Last Updated: Wednesday, 30 July 2014, 13:18 GMT

UN boosts security and aid in wake of ethnic violence in South Sudan

Publisher UN News Service
Publication Date 5 January 2012
Cite as UN News Service, UN boosts security and aid in wake of ethnic violence in South Sudan, 5 January 2012, available at: http://www.refworld.org/docid/4f06e7372.html [accessed 30 July 2014]
DisclaimerThis is not a UNHCR publication. UNHCR is not responsible for, nor does it necessarily endorse, its content. Any views expressed are solely those of the author or publisher and do not necessarily reflect those of UNHCR, the United Nations or its Member States.
The United Nations is stepping up its peacekeeping presence in the troubled South Sudanese state of Jonglei in the wake of recent inter-ethnic violence that has displaced tens of thousands of people and killed an unknown number of others.
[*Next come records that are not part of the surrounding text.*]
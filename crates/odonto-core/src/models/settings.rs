use jiff::Timestamp;
use jiff::civil::Date;
use jiff::tz::TimeZone;
use serde::{Deserialize, Serialize};
use serde_json::Value;
use ts_rs::TS;

use crate::error::CoreError;
use crate::installments::InterestRates;
use crate::validation::{self, ValidationError, blank_to_none};

/// Current settings version. Bump this when adding fields or changing shape.
/// Each bump requires a corresponding step in [`migrate`].
pub const CURRENT_VERSION: u32 = 1;

pub const DEFAULT_TIME_ZONE: &str = "America/Sao_Paulo";

/// Per-clinic configuration, editable from the settings screen.
#[derive(Debug, Clone, Serialize, Deserialize, TS)]
#[ts(export)]
pub struct ClinicSettings {
    /// Schema version. Missing or 0 = pre-versioned document.
    #[serde(default)]
    pub config_version: u32,
    pub clinic_name: String,
    /// CNPJ or CPF printed on contracts.
    pub document: Option<String>,
    pub address: Option<String>,
    pub city: Option<String>,
    pub phone: Option<String>,
    pub email: Option<String>,
    pub interest_rates: InterestRates,
    /// Extra clauses appended to printed contracts, one paragraph each.
    #[serde(default)]
    pub contract_clauses: Vec<String>,
    #[serde(default = "default_time_zone")]
    pub time_zone: String,
    /// Customer id at the billing provider, set when the clinic subscribes.
    pub billing_customer_id: Option<String>,
}

fn default_time_zone() -> String {
    DEFAULT_TIME_ZONE.to_string()
}

impl Default for ClinicSettings {
    fn default() -> Self {
        Self {
            config_version: CURRENT_VERSION,
            clinic_name: "Minha Clínica".to_string(),
            document: None,
            address: None,
            city: None,
            phone: None,
            email: None,
            interest_rates: InterestRates::default(),
            contract_clauses: Vec::new(),
            time_zone: default_time_zone(),
            billing_customer_id: None,
        }
    }
}

impl ClinicSettings {
    /// Parse a stored settings document, migrating older versions first.
    pub fn from_json(json: Value) -> Result<Self, CoreError> {
        let on_disk_version = json
            .get("config_version")
            .and_then(|v| v.as_u64())
            .unwrap_or(0) as u32;
        let migrated = migrate(json, on_disk_version)?;
        Ok(serde_json::from_value(migrated)?)
    }

    /// Check user-edited values and stamp the current version.
    pub fn prepare(&mut self) -> Result<(), ValidationError> {
        self.config_version = CURRENT_VERSION;
        self.clinic_name = self.clinic_name.trim().to_string();
        validation::required("clinic_name", &self.clinic_name)?;
        for (field, rate) in [
            ("interest_rates.boleto", self.interest_rates.boleto),
            ("interest_rates.card", self.interest_rates.card),
        ] {
            if !rate.is_finite() || !(0.0..1.0).contains(&rate) {
                return Err(ValidationError::new(field, "Taxa de juros inválida."));
            }
        }
        if TimeZone::get(&self.time_zone).is_err() {
            return Err(ValidationError::new("time_zone", "Fuso horário desconhecido."));
        }
        self.email = match blank_to_none(self.email.take()) {
            Some(raw) => Some(validation::normalize_email("email", &raw)?),
            None => None,
        };
        self.document = blank_to_none(self.document.take());
        self.address = blank_to_none(self.address.take());
        self.city = blank_to_none(self.city.take());
        self.phone = blank_to_none(self.phone.take());
        self.contract_clauses.retain(|c| !c.trim().is_empty());
        Ok(())
    }

    /// The clinic's current calendar date.
    pub fn today(&self, now: Timestamp) -> Date {
        match TimeZone::get(&self.time_zone) {
            Ok(tz) => now.to_zoned(tz).date(),
            Err(e) => {
                tracing::warn!(time_zone = %self.time_zone, error = %e, "unknown time zone, using UTC");
                now.to_zoned(TimeZone::UTC).date()
            }
        }
    }
}

/// Run sequential migrations from `from_version` up to [`CURRENT_VERSION`].
///
/// Each migration is a pure transform on the raw JSON value.
pub fn migrate(mut json: Value, from_version: u32) -> Result<Value, CoreError> {
    if from_version > CURRENT_VERSION {
        return Err(CoreError::UnsupportedSettingsVersion {
            found: from_version,
            supported: CURRENT_VERSION,
        });
    }

    // v0 → v1: rates moved from top-level percentages (`boleto_rate: 1.5`)
    // into `interest_rates` as fractions.
    if from_version < 1 {
        let obj = json.as_object_mut().ok_or(CoreError::MalformedSettings)?;
        let defaults = InterestRates::default();
        let legacy = |key: &str, fallback: f64| {
            obj.get(key)
                .and_then(Value::as_f64)
                .map(|percent| percent / 100.0)
                .unwrap_or(fallback)
        };
        let rates = InterestRates {
            boleto: legacy("boleto_rate", defaults.boleto),
            card: legacy("card_rate", defaults.card),
        };
        obj.remove("boleto_rate");
        obj.remove("card_rate");
        if !obj.contains_key("interest_rates") {
            obj.insert("interest_rates".to_string(), serde_json::to_value(rates)?);
        }
        obj.entry("clinic_name")
            .or_insert(Value::String(ClinicSettings::default().clinic_name));
        obj.insert("config_version".to_string(), Value::Number(1.into()));
        tracing::info!("migrated clinic settings v0 → v1 (interest_rates)");
    }

    // Future migrations go here:
    // if from_version < 2 { ... }

    Ok(json)
}
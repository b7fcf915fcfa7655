use std::sync::Arc;

use aws_sdk_cognitoidentityprovider::Client as CognitoClient;
use aws_sdk_s3::Client as S3Client;
use jiff::Timestamp;
use jiff::civil::Date;
use uuid::Uuid;

use odonto_auth::jwt::JwtVerifier;
use odonto_core::models::settings::ClinicSettings;
use odonto_storage::records;

use crate::config::ApiConfig;
use crate::error::ApiError;

/// Shared application state, injected into all route handlers via Axum state.
#[derive(Clone)]
pub struct AppState {
    pub s3: S3Client,
    pub cognito: CognitoClient,
    pub verifier: Arc<JwtVerifier>,
    pub http: reqwest::Client,
    pub config: Arc<ApiConfig>,
}

impl AppState {
    /// Build clients from one shared AWS config.
    pub async fn from_config(config: ApiConfig) -> eyre::Result<Self> {
        let sdk_config = aws_config::defaults(aws_config::BehaviorVersion::latest())
            .region(aws_config::Region::new(config.region.clone()))
            .load()
            .await;

        let verifier = JwtVerifier::from_jwks_json(
            &config.cognito_jwks,
            &config.region,
            &config.cognito_user_pool_id,
            &config.cognito_client_id,
        )?;
        tracing::info!(keys = verifier.key_count(), "loaded user pool signing keys");

        Ok(Self {
            s3: S3Client::new(&sdk_config),
            cognito: CognitoClient::new(&sdk_config),
            verifier: Arc::new(verifier),
            http: reqwest::Client::new(),
            config: Arc::new(config),
        })
    }

    pub fn bucket(&self) -> &str {
        &self.config.bucket
    }

    pub async fn settings(&self, clinic_id: Uuid) -> Result<ClinicSettings, ApiError> {
        Ok(records::load_settings(&self.s3, self.bucket(), clinic_id).await?)
    }

    /// The clinic's current calendar date, in its configured time zone.
    pub async fn today(&self, clinic_id: Uuid) -> Result<Date, ApiError> {
        Ok(self.settings(clinic_id).await?.today(Timestamp::now()))
    }
}
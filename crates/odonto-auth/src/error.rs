use thiserror::Error;

#[derive(Debug, Error)]
pub enum AuthError {
    #[error("invalid email or password")]
    InvalidCredentials,

    #[error("account not confirmed")]
    NotConfirmed,

    #[error("an account with this email already exists")]
    UsernameExists,

    #[error("password does not meet the pool policy: {0}")]
    InvalidPassword(String),

    #[error("confirmation code is wrong or expired")]
    InvalidCode,

    #[error("authentication failed: {0}")]
    AuthFailed(String),

    #[error("invalid token: {0}")]
    InvalidToken(String),

    #[error("invalid JWKS: {0}")]
    Jwks(String),

    #[error("Cognito error: {0}")]
    Cognito(String),

    #[error("JWT error: {0}")]
    Jwt(#[from] jsonwebtoken::errors::Error),
}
Kouider Zerrouk, a spokesperson for the UN Mission in South Sudan (UNMISS), told UN Radio today that the mission is "beefing up" its presence across Jonglei to support the national Government's efforts to restore security and protect civilians.

Last weekend a column of about 6,000 armed youths from the Luo Nuer tribe attacked the town of Pibor, where there is a concentrated Murle population, as part of ongoing clashes between the two communities related mainly to cattle rustling and grazing land. Most residents had fled the town before the attack, seeking refuge in the bush.

Mr. Zerrouk said calm had now returned to Pibor, with many internally displaced persons (IDPs) having returned by today and the Luo Nuer youths moving away. UNMISS is conducting daily land and air patrols to deter further violence.

"We are monitoring the situation to make sure that these youth are going towards their locations and not coming back," he said, adding that the mission was working closely with UN aid agencies to provide humanitarian assistance to the civilians in the area.

Agod Korok, a Pibor resident, said she became separated from her three children during the attack, and does not know whether they are alive or dead. She has sought temporary shelter at a centre for survivors in Pibor.

"We are in need of food because we have to survive," she said. "We don't know about our other brothers, whether they are still surviving in the bush or not."

UNMISS already has peacekeepers deployed in Pibor, but Mr. Zerrouk said "we are also beefing up our presence in Jonglei state. We are also providing the necessary support to the SPLA [Sudan People's Liberation Army] and to the Government, particularly to airlift and transport around 800 police to the region, who will be there deployed to monitor the security situation."

He added that in the coming days a humanitarian assessment mission is planned to the affected area. The UN World Food Programme (WFP) has been rushing emergency food rations to Pibor and nearby areas this week.